* _Exercise objective_: Search each line below for "delimiter", then return the lines where it appears.

(Provided records)

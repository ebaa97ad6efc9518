
use crate::data_types::cnv_record::CnvRecord;

/// Each detected call gets a classification relative to the reference set
#[derive(Clone, Copy, Debug, Default, Eq, Hash, Ord, PartialEq, PartialOrd, strum_macros::AsRefStr)]
pub enum Classification {
    /// Absent coordinates, never tested
    #[default]
    #[strum(serialize = "UNK")]
    Unclassified=0,
    #[strum(serialize = "TP")]
    TruePositive,
    #[strum(serialize = "FP")]
    FalsePositive
}

/// A copy of a record with its derived classification attached.
/// The shared input table is never modified.
#[derive(Clone, Debug, Eq, PartialEq)]
pub struct ClassifiedRecord {
    record: CnvRecord,
    classification: Classification
}

impl ClassifiedRecord {
    pub fn new(record: CnvRecord, classification: Classification) -> Self {
        Self { record, classification }
    }

    pub fn record(&self) -> &CnvRecord {
        &self.record
    }

    pub fn classification(&self) -> Classification {
        self.classification
    }
}

#[cfg(test)]
mod tests {
    use super::*;

    #[test]
    fn test_labels() {
        assert_eq!(Classification::TruePositive.as_ref(), "TP");
        assert_eq!(Classification::FalsePositive.as_ref(), "FP");
        assert_eq!(Classification::default().as_ref(), "UNK");
    }
}
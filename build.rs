use std::error::Error;
use vergen_gitcl::{Emitter, GitclBuilder};

/// Emits the git describe string used in `--version`.
/// # Errors
/// * if `git` is not installed
/// * if there is no .git folder, e.g. when building from a release tarball
fn emit_git() -> Result<(), Box<dyn Error>> {
    let gitcl = GitclBuilder::default()
        .describe(false, true, Some("NoTagShouldMatchThisPattern"))
        .build()?;

    Emitter::default()
        .fail_on_error()
        .add_instructions(&gitcl)?
        .emit()?;
    Ok(())
}

fn main() -> Result<(), Box<dyn Error>> {
    if emit_git().is_err() {
        // no git metadata available, allow an override from the environment
        let git_desc = option_env!("CNVBENCH_GIT_DESCRIBE")
            .unwrap_or("unknown");
        println!("cargo:rustc-env=VERGEN_GIT_DESCRIBE={git_desc}");
    }

    println!("cargo:rerun-if-changed=Cargo.toml");
    println!("cargo:rerun-if-changed=src");
    Ok(())
}
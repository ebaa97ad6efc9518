
use serde::Serialize;
use std::fs::File;
use std::path::Path;

use crate::benchmark::ToolBenchmark;
use crate::data_types::summary_metrics::SummaryMetrics;

/// Label used for the row combining all tools
pub const JOINT_LABEL: &str = "JOINT";

/// This is a wrapper for writing out benchmark stats to a file
#[derive(Default)]
pub struct SummaryWriter {
    /// Total number of gold-standard calls, including those without coordinates
    truth_total: u64,
    /// One entry per row, in insertion order
    rows: Vec<SummaryRow>
}

/// Contains all the data written to each row of our stats file
#[derive(Clone, Debug, PartialEq, Serialize)]
struct SummaryRow {
    /// Tool label, or JOINT for the combined row
    label: String,
    /// Total number of gold-standard calls
    truth_total: u64,
    /// Total number of calls from the tool(s)
    query_total: u64,
    /// Calls matching the gold standard
    tp: u64,
    /// Calls not matching the gold standard
    fp: u64,
    /// Gold-standard calls that were missed
    #[serde(rename = "fn")]
    false_negatives: u64,
    /// Calls without coordinates, which are neither TP nor FP
    excluded: u64,
    /// Recall = TP / (TP + FN)
    metric_recall: f64,
    /// Precision = TP / (TP + FP)
    metric_precision: f64,
    /// F1 = combination score of recall and precision
    metric_f1: f64
}

impl SummaryRow {
    /// Creates a new row from labels and summary metrics
    fn new(label: String, truth_total: u64, query_total: u64, excluded: u64, metrics: &SummaryMetrics) -> Self {
        Self {
            label,
            truth_total,
            query_total,
            tp: metrics.true_positives,
            fp: metrics.false_positives,
            false_negatives: metrics.false_negatives,
            excluded,
            metric_recall: metrics.recall(),
            metric_precision: metrics.precision(),
            metric_f1: metrics.f1()
        }
    }
}

impl SummaryWriter {
    /// Creates a new writer to accumulate stats
    /// # Arguments
    /// * `truth_total` - number of calls in the gold standard
    pub fn new(truth_total: u64) -> Self {
        Self {
            truth_total,
            ..Default::default()
        }
    }

    /// Adds the row for one tool
    pub fn add_tool_benchmark(&mut self, benchmark: &ToolBenchmark) {
        let classified = benchmark.classified();
        self.rows.push(SummaryRow::new(
            benchmark.label().to_string(), self.truth_total,
            classified.total() as u64, classified.excluded().len() as u64,
            benchmark.metrics()
        ));
    }

    /// Adds the combined row across all tools
    /// # Arguments
    /// * `tool_benchmarks` - all of the per-tool results, used for the totals
    /// * `joint_metrics` - the combined counts
    pub fn add_joint(&mut self, tool_benchmarks: &[ToolBenchmark], joint_metrics: &SummaryMetrics) {
        let query_total = tool_benchmarks.iter()
            .map(|b| b.classified().total() as u64)
            .sum();
        let excluded = tool_benchmarks.iter()
            .map(|b| b.classified().excluded().len() as u64)
            .sum();
        self.rows.push(SummaryRow::new(
            JOINT_LABEL.to_string(), self.truth_total, query_total, excluded, joint_metrics
        ));
    }

    /// Will write the summary out to the given file path
    /// # Arguments
    /// * `filename` - the filename for the output (tsv/csv)
    pub fn write_summary(&self, filename: &Path) -> csv::Result<()> {
        // modify the delimiter to "," if it ends with .csv
        let is_csv: bool = filename.extension().unwrap_or_default() == "csv";
        let delimiter: u8 = if is_csv { b',' } else { b'\t' };
        let mut csv_writer: csv::Writer<File> = csv::WriterBuilder::new()
            .delimiter(delimiter)
            .from_path(filename)?;

        for row in self.rows.iter() {
            csv_writer.serialize(row)?;
        }

        // save everything
        csv_writer.flush()?;
        Ok(())
    }
}

#[cfg(test)]
mod tests {
    use super::*;
    use crate::benchmark::{benchmark_tool, joint_metrics, MatchConfig};
    use crate::data_types::chromosome::Chromosome;
    use crate::data_types::cnv_record::CnvRecord;
    use crate::data_types::cnv_table::CnvTable;
    use crate::false_negatives::find_false_negatives;

    #[test]
    fn test_write_summary() {
        let chr1 = Chromosome::from(1);
        let gold = CnvTable::new("gold".to_string(), vec![
            CnvRecord::from_coordinates("gold", 0, chr1.clone(), 1_000, 2_000),
            CnvRecord::from_coordinates("gold", 1, chr1.clone(), 900_000, 1_000_000),
        ]);
        let tool = CnvTable::new("tool".to_string(), vec![
            CnvRecord::from_coordinates("tool", 0, chr1.clone(), 1_200, 1_800),
        ]);

        let config = MatchConfig::default();
        let benchmarks = vec![benchmark_tool(&tool, &gold, config)];
        let union_fn = find_false_negatives(&gold, &[tool], config.tolerance());
        let joint = joint_metrics(&benchmarks, &union_fn);

        let mut writer = SummaryWriter::new(gold.len() as u64);
        writer.add_tool_benchmark(&benchmarks[0]);
        writer.add_joint(&benchmarks, &joint);
        assert_eq!(writer.rows.len(), 2);
        assert_eq!(writer.rows[0].label, "tool");
        assert_eq!(writer.rows[1].label, JOINT_LABEL);
        assert_eq!(writer.rows[1].query_total, 1);
        assert_eq!(writer.rows[1].false_negatives, 1);

        let out_fn = std::env::temp_dir().join(format!("cnvbench_summary_{}.csv", std::process::id()));
        writer.write_summary(&out_fn).unwrap();
        let text = std::fs::read_to_string(&out_fn).unwrap();
        std::fs::remove_file(&out_fn).unwrap();

        let lines: Vec<&str> = text.lines().collect();
        assert_eq!(lines[0], "label,truth_total,query_total,tp,fp,fn,excluded,metric_recall,metric_precision,metric_f1");
        assert_eq!(lines[1], "tool,2,1,1,0,1,0,0.5,1.0,0.6666666666666666");
        assert_eq!(lines.len(), 3);
    }
}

(End Provided records)

* _Your solution_:
        // modify the delimiter to "," if it ends with .csv
        let delimiter: u8 = if is_csv { b',' } else { b'\t' };
            .delimiter(delimiter)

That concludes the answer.